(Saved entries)
Segment Open

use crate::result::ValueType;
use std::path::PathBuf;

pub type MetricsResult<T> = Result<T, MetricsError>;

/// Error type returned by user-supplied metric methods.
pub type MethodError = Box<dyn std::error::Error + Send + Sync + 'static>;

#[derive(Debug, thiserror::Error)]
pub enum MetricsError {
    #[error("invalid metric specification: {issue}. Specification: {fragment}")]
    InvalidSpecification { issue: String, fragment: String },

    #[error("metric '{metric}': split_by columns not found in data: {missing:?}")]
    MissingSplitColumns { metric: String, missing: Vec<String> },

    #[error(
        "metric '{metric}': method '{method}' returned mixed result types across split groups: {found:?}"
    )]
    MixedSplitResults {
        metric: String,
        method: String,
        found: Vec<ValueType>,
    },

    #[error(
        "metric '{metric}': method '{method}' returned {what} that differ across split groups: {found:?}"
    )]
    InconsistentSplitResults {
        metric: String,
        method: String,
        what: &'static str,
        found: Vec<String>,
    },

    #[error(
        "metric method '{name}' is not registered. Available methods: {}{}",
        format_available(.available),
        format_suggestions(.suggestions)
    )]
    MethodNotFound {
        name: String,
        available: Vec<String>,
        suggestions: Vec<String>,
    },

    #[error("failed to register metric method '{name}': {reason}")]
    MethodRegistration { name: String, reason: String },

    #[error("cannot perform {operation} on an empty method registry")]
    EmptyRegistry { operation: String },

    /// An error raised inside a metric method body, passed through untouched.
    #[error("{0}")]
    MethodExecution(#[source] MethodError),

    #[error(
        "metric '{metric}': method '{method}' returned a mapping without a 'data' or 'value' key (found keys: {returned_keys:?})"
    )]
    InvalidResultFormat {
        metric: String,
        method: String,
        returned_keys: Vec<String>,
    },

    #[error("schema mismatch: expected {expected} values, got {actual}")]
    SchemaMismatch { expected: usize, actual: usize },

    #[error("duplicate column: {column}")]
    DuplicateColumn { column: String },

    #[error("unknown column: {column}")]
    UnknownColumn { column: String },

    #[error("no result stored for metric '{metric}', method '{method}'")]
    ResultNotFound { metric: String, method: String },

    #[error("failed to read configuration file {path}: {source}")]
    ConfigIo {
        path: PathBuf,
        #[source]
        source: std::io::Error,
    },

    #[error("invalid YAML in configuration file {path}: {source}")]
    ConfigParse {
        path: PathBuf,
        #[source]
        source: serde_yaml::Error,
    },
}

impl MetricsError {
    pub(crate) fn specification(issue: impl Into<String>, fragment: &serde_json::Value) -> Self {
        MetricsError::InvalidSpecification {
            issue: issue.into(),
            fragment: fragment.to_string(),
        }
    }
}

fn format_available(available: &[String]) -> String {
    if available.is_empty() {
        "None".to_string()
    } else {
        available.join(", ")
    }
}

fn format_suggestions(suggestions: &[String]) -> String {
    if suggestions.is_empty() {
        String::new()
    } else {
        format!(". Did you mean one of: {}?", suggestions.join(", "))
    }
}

Segment Closed
Segment Open

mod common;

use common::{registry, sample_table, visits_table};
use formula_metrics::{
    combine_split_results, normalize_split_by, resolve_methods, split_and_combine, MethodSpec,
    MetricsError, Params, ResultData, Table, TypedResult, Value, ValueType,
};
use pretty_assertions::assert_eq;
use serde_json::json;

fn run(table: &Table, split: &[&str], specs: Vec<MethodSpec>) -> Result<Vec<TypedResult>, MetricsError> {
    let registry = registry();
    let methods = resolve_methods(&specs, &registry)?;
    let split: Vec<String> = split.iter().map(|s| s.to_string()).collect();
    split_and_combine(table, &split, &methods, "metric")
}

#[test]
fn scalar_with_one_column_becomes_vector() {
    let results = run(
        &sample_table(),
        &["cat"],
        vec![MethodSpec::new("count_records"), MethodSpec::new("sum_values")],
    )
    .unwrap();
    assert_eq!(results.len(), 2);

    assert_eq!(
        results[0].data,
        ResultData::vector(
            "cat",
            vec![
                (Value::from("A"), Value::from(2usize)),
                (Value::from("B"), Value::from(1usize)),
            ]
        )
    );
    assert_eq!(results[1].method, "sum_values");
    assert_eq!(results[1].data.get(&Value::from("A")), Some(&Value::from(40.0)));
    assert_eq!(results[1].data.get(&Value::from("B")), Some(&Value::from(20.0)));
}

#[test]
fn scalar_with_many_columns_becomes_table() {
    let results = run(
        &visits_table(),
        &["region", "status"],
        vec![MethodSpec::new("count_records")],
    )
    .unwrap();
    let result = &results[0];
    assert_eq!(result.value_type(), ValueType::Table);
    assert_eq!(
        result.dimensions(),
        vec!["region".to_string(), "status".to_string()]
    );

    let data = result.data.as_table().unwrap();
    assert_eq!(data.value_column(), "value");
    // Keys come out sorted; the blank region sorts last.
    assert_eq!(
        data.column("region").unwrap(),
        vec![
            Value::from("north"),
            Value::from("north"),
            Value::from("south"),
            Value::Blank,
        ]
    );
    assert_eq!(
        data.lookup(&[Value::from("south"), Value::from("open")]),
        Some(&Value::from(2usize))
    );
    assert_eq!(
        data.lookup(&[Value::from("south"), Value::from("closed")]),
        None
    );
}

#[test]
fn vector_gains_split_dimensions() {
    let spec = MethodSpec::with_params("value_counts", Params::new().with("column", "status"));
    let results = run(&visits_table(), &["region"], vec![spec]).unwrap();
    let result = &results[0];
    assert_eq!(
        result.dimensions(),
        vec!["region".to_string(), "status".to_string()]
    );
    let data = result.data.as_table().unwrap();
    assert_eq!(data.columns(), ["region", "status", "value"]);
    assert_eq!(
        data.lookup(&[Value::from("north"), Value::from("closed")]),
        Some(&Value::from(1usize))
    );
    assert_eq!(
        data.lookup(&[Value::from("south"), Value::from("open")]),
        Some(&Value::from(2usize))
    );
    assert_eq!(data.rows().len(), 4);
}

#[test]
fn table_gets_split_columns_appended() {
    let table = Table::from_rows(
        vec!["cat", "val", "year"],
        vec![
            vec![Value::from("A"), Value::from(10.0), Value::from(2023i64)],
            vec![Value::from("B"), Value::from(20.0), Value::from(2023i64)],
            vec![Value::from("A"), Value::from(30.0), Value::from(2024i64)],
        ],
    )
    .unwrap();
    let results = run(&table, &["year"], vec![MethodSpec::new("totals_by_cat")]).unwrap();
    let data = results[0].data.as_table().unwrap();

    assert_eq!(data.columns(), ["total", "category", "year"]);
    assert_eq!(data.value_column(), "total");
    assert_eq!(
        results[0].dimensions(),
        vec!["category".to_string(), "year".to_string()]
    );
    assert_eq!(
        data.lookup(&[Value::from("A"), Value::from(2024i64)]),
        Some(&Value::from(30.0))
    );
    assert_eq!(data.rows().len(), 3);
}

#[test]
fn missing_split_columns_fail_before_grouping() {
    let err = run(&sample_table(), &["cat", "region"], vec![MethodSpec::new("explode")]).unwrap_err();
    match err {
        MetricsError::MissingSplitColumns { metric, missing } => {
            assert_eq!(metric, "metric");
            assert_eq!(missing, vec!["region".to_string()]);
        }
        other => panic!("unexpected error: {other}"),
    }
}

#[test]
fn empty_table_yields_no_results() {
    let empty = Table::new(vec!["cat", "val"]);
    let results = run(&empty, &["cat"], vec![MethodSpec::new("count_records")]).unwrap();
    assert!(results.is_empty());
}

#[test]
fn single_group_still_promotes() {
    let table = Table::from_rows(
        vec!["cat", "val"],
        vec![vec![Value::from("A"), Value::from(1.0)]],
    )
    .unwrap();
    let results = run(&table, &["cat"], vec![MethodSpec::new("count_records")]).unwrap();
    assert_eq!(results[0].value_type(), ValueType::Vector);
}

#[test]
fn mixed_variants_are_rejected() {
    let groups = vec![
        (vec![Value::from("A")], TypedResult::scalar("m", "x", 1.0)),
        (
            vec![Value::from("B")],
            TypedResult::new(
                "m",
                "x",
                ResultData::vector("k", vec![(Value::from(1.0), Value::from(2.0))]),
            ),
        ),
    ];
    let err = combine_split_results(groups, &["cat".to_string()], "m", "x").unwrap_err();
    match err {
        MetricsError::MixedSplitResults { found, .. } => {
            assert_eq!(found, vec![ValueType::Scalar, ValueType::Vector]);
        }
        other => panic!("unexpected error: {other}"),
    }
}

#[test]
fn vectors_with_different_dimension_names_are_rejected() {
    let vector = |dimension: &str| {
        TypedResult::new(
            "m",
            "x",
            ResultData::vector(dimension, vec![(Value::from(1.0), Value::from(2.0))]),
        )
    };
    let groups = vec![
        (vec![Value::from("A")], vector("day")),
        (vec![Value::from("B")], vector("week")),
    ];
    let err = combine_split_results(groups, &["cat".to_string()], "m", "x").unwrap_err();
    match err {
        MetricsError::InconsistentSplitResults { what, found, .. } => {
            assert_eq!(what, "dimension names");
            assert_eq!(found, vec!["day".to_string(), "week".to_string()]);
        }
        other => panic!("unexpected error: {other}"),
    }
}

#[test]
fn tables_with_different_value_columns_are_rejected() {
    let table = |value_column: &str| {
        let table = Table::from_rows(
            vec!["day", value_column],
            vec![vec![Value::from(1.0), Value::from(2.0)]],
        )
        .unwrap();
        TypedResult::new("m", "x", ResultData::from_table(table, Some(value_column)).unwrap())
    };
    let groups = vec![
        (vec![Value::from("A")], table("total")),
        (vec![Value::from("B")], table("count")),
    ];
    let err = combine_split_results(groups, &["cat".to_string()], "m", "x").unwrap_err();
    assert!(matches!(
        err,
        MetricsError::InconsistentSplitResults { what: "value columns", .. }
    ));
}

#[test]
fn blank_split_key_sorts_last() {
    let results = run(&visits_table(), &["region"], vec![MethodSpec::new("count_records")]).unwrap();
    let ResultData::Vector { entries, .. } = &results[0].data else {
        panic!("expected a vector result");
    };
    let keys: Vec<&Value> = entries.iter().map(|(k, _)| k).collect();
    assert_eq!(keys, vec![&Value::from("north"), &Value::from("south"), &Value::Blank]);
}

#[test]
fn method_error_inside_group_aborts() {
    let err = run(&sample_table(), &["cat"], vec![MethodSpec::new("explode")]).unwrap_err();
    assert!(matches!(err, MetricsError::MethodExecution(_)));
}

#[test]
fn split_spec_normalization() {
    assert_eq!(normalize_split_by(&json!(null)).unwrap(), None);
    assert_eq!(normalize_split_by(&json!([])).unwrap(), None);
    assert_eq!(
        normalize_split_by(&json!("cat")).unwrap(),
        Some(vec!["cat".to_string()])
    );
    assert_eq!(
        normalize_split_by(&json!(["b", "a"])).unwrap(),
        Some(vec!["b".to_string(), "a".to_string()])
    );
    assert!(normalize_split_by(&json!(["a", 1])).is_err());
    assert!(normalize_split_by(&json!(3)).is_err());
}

Segment Closed

Tally the lines in the records that hold the word "specs", and state only the resulting number.

* Answer space
2